Zero Cashflow Real Estate: Why Savvy Investors Love These Deals
Why It Matters
Zero‑cash‑flow deals let sophisticated investors defer taxes and build equity without monthly cash, but mismanaging phantom income or liquidity can erode returns.
Key Takeaways
- •Zero cash‑flow deals use tenant rent to cover full debt service.
- •Loans are 80‑90% LTV, non‑recourse, assumable, and fixed‑rate.
- •Pay‑down/readvance feature enables 1031 exchanges without new underwriting.
- •Depreciation and interest deductions create tax‑free paper losses early on.
- •Risk includes phantom income later and limited liquidity for resale.
Summary
The video explains zero‑cash‑flow (zero) net‑lease investments, a niche where tenant rent exactly matches debt service, leaving investors with no monthly cash distribution but high leverage.

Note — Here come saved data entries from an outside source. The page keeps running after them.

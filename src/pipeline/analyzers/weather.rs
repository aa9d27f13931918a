use crate::config::WeatherThresholds;
use crate::pipeline::domain::features::WeatherDescriptor;
use image::RgbImage;

/// Sky impression from the top quarter of the frame. A very dark band
/// reads as dusk, a blue-dominant band as clear sky, anything else as
/// overcast. Display-only; the recommender never reads it.
pub fn analyze_weather(pixels: &RgbImage, thresholds: &WeatherThresholds) -> WeatherDescriptor {
    let height = pixels.height();
    let width = pixels.width();
    if height == 0 || width == 0 {
        return WeatherDescriptor::Overcast;
    }

    // Frames shorter than four rows fall back to the full frame.
    let band_rows = (height / 4).max(1);

    let mut sums = [0u64; 3];
    for y in 0..band_rows {
        for x in 0..width {
            let [r, g, b] = pixels.get_pixel(x, y).0;
            sums[0] += r as u64;
            sums[1] += g as u64;
            sums[2] += b as u64;
        }
    }

    let count = (band_rows as u64 * width as u64) as f64;
    let r = sums[0] as f64 / count;
    let g = sums[1] as f64 / count;
    let b = sums[2] as f64 / count;
    let luma = ((r + g + b) / (3.0 * 255.0)) as f32;

    if luma < thresholds.dusk_below {
        WeatherDescriptor::Dusk
    } else if b > r && b > g {
        WeatherDescriptor::Clear
    } else {
        WeatherDescriptor::Overcast
    }
}
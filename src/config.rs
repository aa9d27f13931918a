/// Tunable parameters for the feature analyzers.
#[derive(Debug, Clone)]
pub struct AnalyzerConfig {
    pub lighting: LightingThresholds,
    pub weather: WeatherThresholds,
    /// Constant confidence reported on every feature set.
    pub reported_confidence: f32,
}

/// Brightness buckets for the lighting analyzer, on a [0, 1] score.
#[derive(Debug, Clone)]
pub struct LightingThresholds {
    pub dim_below: f32,
    pub bright_above: f32,
}

/// Sky-band cutoffs for the weather analyzer.
#[derive(Debug, Clone)]
pub struct WeatherThresholds {
    pub dusk_below: f32,
}

impl Default for AnalyzerConfig {
    fn default() -> Self {
        Self {
            lighting: LightingThresholds {
                dim_below: 0.3,
                bright_above: 0.7,
            },
            weather: WeatherThresholds { dusk_below: 0.25 },
            reported_confidence: 0.87,
        }
    }
}

impl AnalyzerConfig {
    pub fn validate(&self) -> Result<(), String> {
        let LightingThresholds {
            dim_below,
            bright_above,
        } = self.lighting;
        if !(0.0..=1.0).contains(&dim_below) || !(0.0..=1.0).contains(&bright_above) {
            return Err("lighting thresholds must lie in [0, 1]".to_string());
        }
        if dim_below >= bright_above {
            return Err("dim threshold must sit below the bright threshold".to_string());
        }
        if !(0.0..=1.0).contains(&self.weather.dusk_below) {
            return Err("dusk threshold must lie in [0, 1]".to_string());
        }
        if !(0.0..=1.0).contains(&self.reported_confidence) {
            return Err("reported confidence must lie in [0, 1]".to_string());
        }
        Ok(())
    }
}
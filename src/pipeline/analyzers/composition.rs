use crate::capability::face::FaceDetector;
use crate::common::photo::Photo;
use crate::pipeline::domain::features::CompositionDescriptor;
use std::sync::Arc;
use tracing::{debug, error};

/// Buckets face presence into a compositional class.
#[derive(Clone)]
pub struct CompositionAnalyzer {
    faces: Arc<dyn FaceDetector>,
}

impl CompositionAnalyzer {
    pub fn new(faces: Arc<dyn FaceDetector>) -> Self {
        Self { faces }
    }

    /// A detector outage falls back to rule-of-thirds framing.
    pub async fn analyze(&self, photo: &Photo) -> CompositionDescriptor {
        match self.faces.detect(photo).await {
            Ok(faces) if !faces.is_empty() => {
                debug!("{} face(s) detected", faces.len());
                CompositionDescriptor::PortraitComposition
            }
            Ok(_) => CompositionDescriptor::RuleOfThirds,
            Err(e) => {
                error!("Face detector unavailable, defaulting composition: {}", e);
                CompositionDescriptor::RuleOfThirds
            }
        }
    }
}

#[cfg(test)]
mod tests {
    use super::*;
    use crate::capability::face::FaceRegion;
    use crate::error::CapabilityError;
    use async_trait::async_trait;
    use image::{ImageBuffer, Rgb};

    struct StaticFaceDetector {
        faces: Vec<FaceRegion>,
    }

    #[async_trait]
    impl FaceDetector for StaticFaceDetector {
        async fn detect(&self, _photo: &Photo) -> Result<Vec<FaceRegion>, CapabilityError> {
            Ok(self.faces.clone())
        }
    }

    struct BrokenFaceDetector;

    #[async_trait]
    impl FaceDetector for BrokenFaceDetector {
        async fn detect(&self, _photo: &Photo) -> Result<Vec<FaceRegion>, CapabilityError> {
            Err(CapabilityError::FaceDetectorUnavailable(
                "detector offline".to_string(),
            ))
        }
    }

    fn photo() -> Photo {
        Photo::new(ImageBuffer::from_pixel(8, 8, Rgb([128, 128, 128])))
    }

    #[tokio::test]
    async fn any_face_means_portrait_composition() {
        let analyzer = CompositionAnalyzer::new(Arc::new(StaticFaceDetector {
            faces: vec![
                FaceRegion::new(0, 0, 4, 4),
                FaceRegion::new(4, 4, 4, 4),
            ],
        }));
        assert_eq!(
            analyzer.analyze(&photo()).await,
            CompositionDescriptor::PortraitComposition
        );
    }

    #[tokio::test]
    async fn no_faces_means_rule_of_thirds() {
        let analyzer = CompositionAnalyzer::new(Arc::new(StaticFaceDetector { faces: vec![] }));
        assert_eq!(
            analyzer.analyze(&photo()).await,
            CompositionDescriptor::RuleOfThirds
        );
    }

    #[tokio::test]
    async fn detector_outage_means_rule_of_thirds() {
        let analyzer = CompositionAnalyzer::new(Arc::new(BrokenFaceDetector));
        assert_eq!(
            analyzer.analyze(&photo()).await,
            CompositionDescriptor::RuleOfThirds
        );
    }
}
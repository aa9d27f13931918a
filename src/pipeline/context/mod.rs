pub mod metrics;
pub mod photo_context;
pub mod state;

pub use metrics::AnalysisMetrics;
pub use photo_context::PhotoContext;
pub use state::{AnalyzedState, CapturedState, PipelineState, RecommendedState};
mod rules;

pub use rules::{baseline, recommend};
use crate::common::photo::Photo;
use crate::error::CapabilityError;
use async_trait::async_trait;

use super::classifier::{ImageClassifier, LabelScore};
use super::face::{FaceDetector, FaceRegion};

/// Classifier stand-in for runs without an ML backend. Reports an empty
/// ranking, which drives the subject to its default.
pub struct OfflineClassifier;

#[async_trait]
impl ImageClassifier for OfflineClassifier {
    async fn classify(&self, _photo: &Photo) -> Result<Vec<LabelScore>, CapabilityError> {
        Ok(Vec::new())
    }
}

/// Face-detector stand-in for runs without an ML backend.
pub struct OfflineFaceDetector;

#[async_trait]
impl FaceDetector for OfflineFaceDetector {
    async fn detect(&self, _photo: &Photo) -> Result<Vec<FaceRegion>, CapabilityError> {
        Ok(Vec::new())
    }
}
use crate::capability::classifier::ImageClassifier;
use crate::capability::face::FaceDetector;
use crate::common::photo::Photo;
use crate::config::AnalyzerConfig;
use crate::error::AnalysisError;
use crate::pipeline::analyzers::{
    analyze_color, analyze_lighting, analyze_weather, CompositionAnalyzer, SubjectClassifier,
};
use crate::pipeline::domain::features::{
    ColorDescriptor, CompositionDescriptor, FeatureSet, LightingDescriptor, WeatherDescriptor,
};
use std::sync::Arc;
use tokio_util::sync::CancellationToken;
use tracing::{debug, info};

/// Runs the feature analyzers concurrently and joins them into one
/// FeatureSet.
///
/// The analyzers have no data dependency on each other, so completion
/// order is unconstrained; the join is the only synchronization point.
pub struct FeatureAggregator {
    subject: SubjectClassifier,
    composition: CompositionAnalyzer,
    config: AnalyzerConfig,
}

impl FeatureAggregator {
    pub fn new(classifier: Arc<dyn ImageClassifier>, faces: Arc<dyn FaceDetector>) -> Self {
        Self::with_config(classifier, faces, AnalyzerConfig::default())
    }

    pub fn with_config(
        classifier: Arc<dyn ImageClassifier>,
        faces: Arc<dyn FaceDetector>,
        config: AnalyzerConfig,
    ) -> Self {
        Self {
            subject: SubjectClassifier::new(classifier),
            composition: CompositionAnalyzer::new(faces),
            config,
        }
    }

    /// Analyzes one photo. Fails fast on an empty buffer, and with
    /// `Cancelled` if the token fires before every analyzer has
    /// reported. Analyzer tasks abandoned by cancellation run to
    /// completion in the background and their results are discarded.
    pub async fn aggregate(
        &self,
        photo: &Photo,
        cancel: &CancellationToken,
    ) -> Result<FeatureSet, AnalysisError> {
        if photo.is_empty() {
            return Err(AnalysisError::EmptyBuffer);
        }

        let subject_task = tokio::spawn({
            let subject = self.subject.clone();
            let photo = photo.clone();
            async move { subject.classify(&photo).await }
        });
        let composition_task = tokio::spawn({
            let composition = self.composition.clone();
            let photo = photo.clone();
            async move { composition.analyze(&photo).await }
        });
        let lighting_task = tokio::spawn({
            let pixels = photo.shared_pixels();
            let thresholds = self.config.lighting.clone();
            async move { analyze_lighting(&pixels, &thresholds) }
        });
        let color_task = tokio::spawn({
            let pixels = photo.shared_pixels();
            async move { analyze_color(&pixels) }
        });
        let weather_task = tokio::spawn({
            let pixels = photo.shared_pixels();
            let thresholds = self.config.weather.clone();
            async move { analyze_weather(&pixels, &thresholds) }
        });

        let joined = tokio::select! {
            _ = cancel.cancelled() => {
                debug!("Cancellation observed while analyzers were in flight");
                return Err(AnalysisError::Cancelled);
            }
            joined = async {
                tokio::join!(
                    subject_task,
                    lighting_task,
                    color_task,
                    composition_task,
                    weather_task
                )
            } => joined,
        };

        // Checked once more at the join point: results from a cancelled
        // call are discarded unconditionally.
        if cancel.is_cancelled() {
            return Err(AnalysisError::Cancelled);
        }

        let (subject, lighting, color, composition, weather) = joined;

        // A panicked analyzer task degrades to that feature's default.
        let features = FeatureSet {
            subject: subject.unwrap_or_default(),
            lighting: lighting.unwrap_or(LightingDescriptor::Normal),
            color: color.unwrap_or(ColorDescriptor::Balanced),
            composition: composition.unwrap_or(CompositionDescriptor::RuleOfThirds),
            weather: weather.unwrap_or(WeatherDescriptor::Overcast),
            confidence: self.config.reported_confidence,
        };

        info!(photo_id = %photo.id(), "Feature analysis complete: {:?}", features);
        Ok(features)
    }
}

#[cfg(test)]
mod tests {
    use super::*;
    use crate::capability::classifier::LabelScore;
    use crate::capability::face::FaceRegion;
    use crate::capability::offline::{OfflineClassifier, OfflineFaceDetector};
    use crate::error::CapabilityError;
    use crate::pipeline::domain::features::SubjectCategory;
    use async_trait::async_trait;
    use image::{ImageBuffer, Rgb};

    struct BrokenClassifier;

    #[async_trait]
    impl ImageClassifier for BrokenClassifier {
        async fn classify(&self, _photo: &Photo) -> Result<Vec<LabelScore>, CapabilityError> {
            Err(CapabilityError::ClassifierUnavailable(
                "model not loaded".to_string(),
            ))
        }
    }

    struct BrokenFaceDetector;

    #[async_trait]
    impl FaceDetector for BrokenFaceDetector {
        async fn detect(&self, _photo: &Photo) -> Result<Vec<FaceRegion>, CapabilityError> {
            Err(CapabilityError::FaceDetectorUnavailable(
                "detector offline".to_string(),
            ))
        }
    }

    struct StalledClassifier;

    #[async_trait]
    impl ImageClassifier for StalledClassifier {
        async fn classify(&self, _photo: &Photo) -> Result<Vec<LabelScore>, CapabilityError> {
            futures::future::pending::<()>().await;
            Ok(Vec::new())
        }
    }

    fn gray_photo() -> Photo {
        Photo::new(ImageBuffer::from_pixel(16, 16, Rgb([128, 128, 128])))
    }

    #[tokio::test]
    async fn empty_buffer_fails_fast() {
        let aggregator =
            FeatureAggregator::new(Arc::new(OfflineClassifier), Arc::new(OfflineFaceDetector));
        let photo = Photo::new(ImageBuffer::new(0, 0));
        let result = aggregator.aggregate(&photo, &CancellationToken::new()).await;
        assert!(matches!(result, Err(AnalysisError::EmptyBuffer)));
    }

    #[tokio::test]
    async fn capability_outages_degrade_to_defaults() {
        let aggregator =
            FeatureAggregator::new(Arc::new(BrokenClassifier), Arc::new(BrokenFaceDetector));
        let features = aggregator
            .aggregate(&gray_photo(), &CancellationToken::new())
            .await
            .unwrap();
        assert_eq!(features.subject, SubjectCategory::Landscape);
        assert_eq!(features.composition, CompositionDescriptor::RuleOfThirds);
        assert_eq!(features.lighting, LightingDescriptor::Normal);
        assert_eq!(features.color, ColorDescriptor::Balanced);
    }

    #[tokio::test]
    async fn reported_confidence_comes_from_config() {
        let aggregator =
            FeatureAggregator::new(Arc::new(OfflineClassifier), Arc::new(OfflineFaceDetector));
        let features = aggregator
            .aggregate(&gray_photo(), &CancellationToken::new())
            .await
            .unwrap();
        assert!((features.confidence - 0.87).abs() < f32::EPSILON);
    }

    #[tokio::test]
    async fn cancellation_while_in_flight_yields_cancelled() {
        let aggregator =
            FeatureAggregator::new(Arc::new(StalledClassifier), Arc::new(OfflineFaceDetector));
        let cancel = CancellationToken::new();
        cancel.cancel();
        let result = aggregator.aggregate(&gray_photo(), &cancel).await;
        assert!(matches!(result, Err(AnalysisError::Cancelled)));
    }

    #[tokio::test]
    async fn cancellation_wins_even_when_analyzers_finish() {
        // All analyzers complete instantly; the join-point check still
        // discards the results.
        let aggregator =
            FeatureAggregator::new(Arc::new(OfflineClassifier), Arc::new(OfflineFaceDetector));
        let cancel = CancellationToken::new();
        cancel.cancel();
        let result = aggregator.aggregate(&gray_photo(), &cancel).await;
        assert!(matches!(result, Err(AnalysisError::Cancelled)));
    }
}
use crate::capability::classifier::ImageClassifier;
use crate::common::photo::Photo;
use crate::pipeline::domain::features::SubjectCategory;
use std::sync::Arc;
use tracing::{debug, error};

/// Keyword sets per category, checked in this order against the top
/// label. The position is the tie-break: a label matching several sets
/// resolves to the first one.
const CATEGORY_KEYWORDS: [(SubjectCategory, &[&str]); 6] = [
    (SubjectCategory::Portrait, &["person", "people"]),
    (SubjectCategory::Architecture, &["building", "architecture"]),
    (SubjectCategory::Food, &["food", "meal"]),
    (SubjectCategory::Vehicle, &["car", "vehicle"]),
    (SubjectCategory::Animal, &["animal", "pet"]),
    (SubjectCategory::Landscape, &["landscape", "nature"]),
];

/// Maps a ranked classification onto a coarse subject category.
#[derive(Clone)]
pub struct SubjectClassifier {
    classifier: Arc<dyn ImageClassifier>,
}

impl SubjectClassifier {
    pub fn new(classifier: Arc<dyn ImageClassifier>) -> Self {
        Self { classifier }
    }

    /// A classifier outage or an empty ranking is not an error here; the
    /// subject falls back to Landscape and the pipeline moves on.
    pub async fn classify(&self, photo: &Photo) -> SubjectCategory {
        let ranked = match self.classifier.classify(photo).await {
            Ok(ranked) => ranked,
            Err(e) => {
                error!("Classifier unavailable, defaulting subject: {}", e);
                return SubjectCategory::Landscape;
            }
        };

        let Some(top) = ranked.first() else {
            debug!("Classifier returned an empty ranking");
            return SubjectCategory::Landscape;
        };

        let category = map_label(&top.label);
        debug!(
            "Top label {:?} ({:.2}) mapped to {:?}",
            top.label, top.confidence, category
        );
        category
    }
}

fn map_label(label: &str) -> SubjectCategory {
    let label = label.to_lowercase();
    for (category, keywords) in CATEGORY_KEYWORDS {
        if keywords.iter().any(|keyword| label.contains(keyword)) {
            return category;
        }
    }
    SubjectCategory::Landscape
}
use shotcoach_rust::error::AppError;
use shotcoach_rust::{
    FeatureAggregator, OfflineClassifier, OfflineFaceDetector, Photo, Recommendation,
};
use std::sync::Arc;
use tokio_util::sync::CancellationToken;
use tracing::Level;

fn init_logging() {
    tracing_subscriber::fmt().with_max_level(Level::INFO).init();
}

#[tokio::main]
async fn main() -> Result<(), AppError> {
    init_logging();

    let Some(path) = std::env::args().nth(1) else {
        eprintln!("usage: shotcoach-rust <image-path>");
        return Ok(());
    };

    let pixels = image::open(&path)?.to_rgb8();
    let photo = Photo::new(pixels);

    // Offline capability stand-ins; wire a real classifier and face
    // detector here to get non-default subject and composition.
    let aggregator =
        FeatureAggregator::new(Arc::new(OfflineClassifier), Arc::new(OfflineFaceDetector));

    let cancel = CancellationToken::new();
    let features = aggregator.aggregate(&photo, &cancel).await?;
    let settings = shotcoach_rust::recommend(&features);

    let recommendation = Recommendation { features, settings };
    println!("{}", serde_json::to_string_pretty(&recommendation)?);
    Ok(())
}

Zeros are typically financed at 80‑90% loan‑to‑value, non‑recourse, assumable, fixed‑rate loans matched to 15‑25‑year absolute net leases from investment‑grade tenants (BBB‑ or better). The loan includes a pay‑down/readvance clause that lets buyers temporarily reduce the balance to satisfy 1031 exchange equity requirements and then have the lender restore the original loan amount without new underwriting.
Carly illustrates a $20 million sale where $5 million debt is replaced by an $18 million assumable loan, allowing the seller to receive $13 million tax‑free proceeds. She also stresses that depreciation and early‑year interest deductions generate paper losses that can offset other income, but warns of “phantom income” once interest declines.
For investors seeking tax deferral, debt‑free inheritance assets, or passive‑income offsets, zeros offer an efficient structure, yet they demand careful exit planning due to liquidity constraints and eventual taxable phantom income.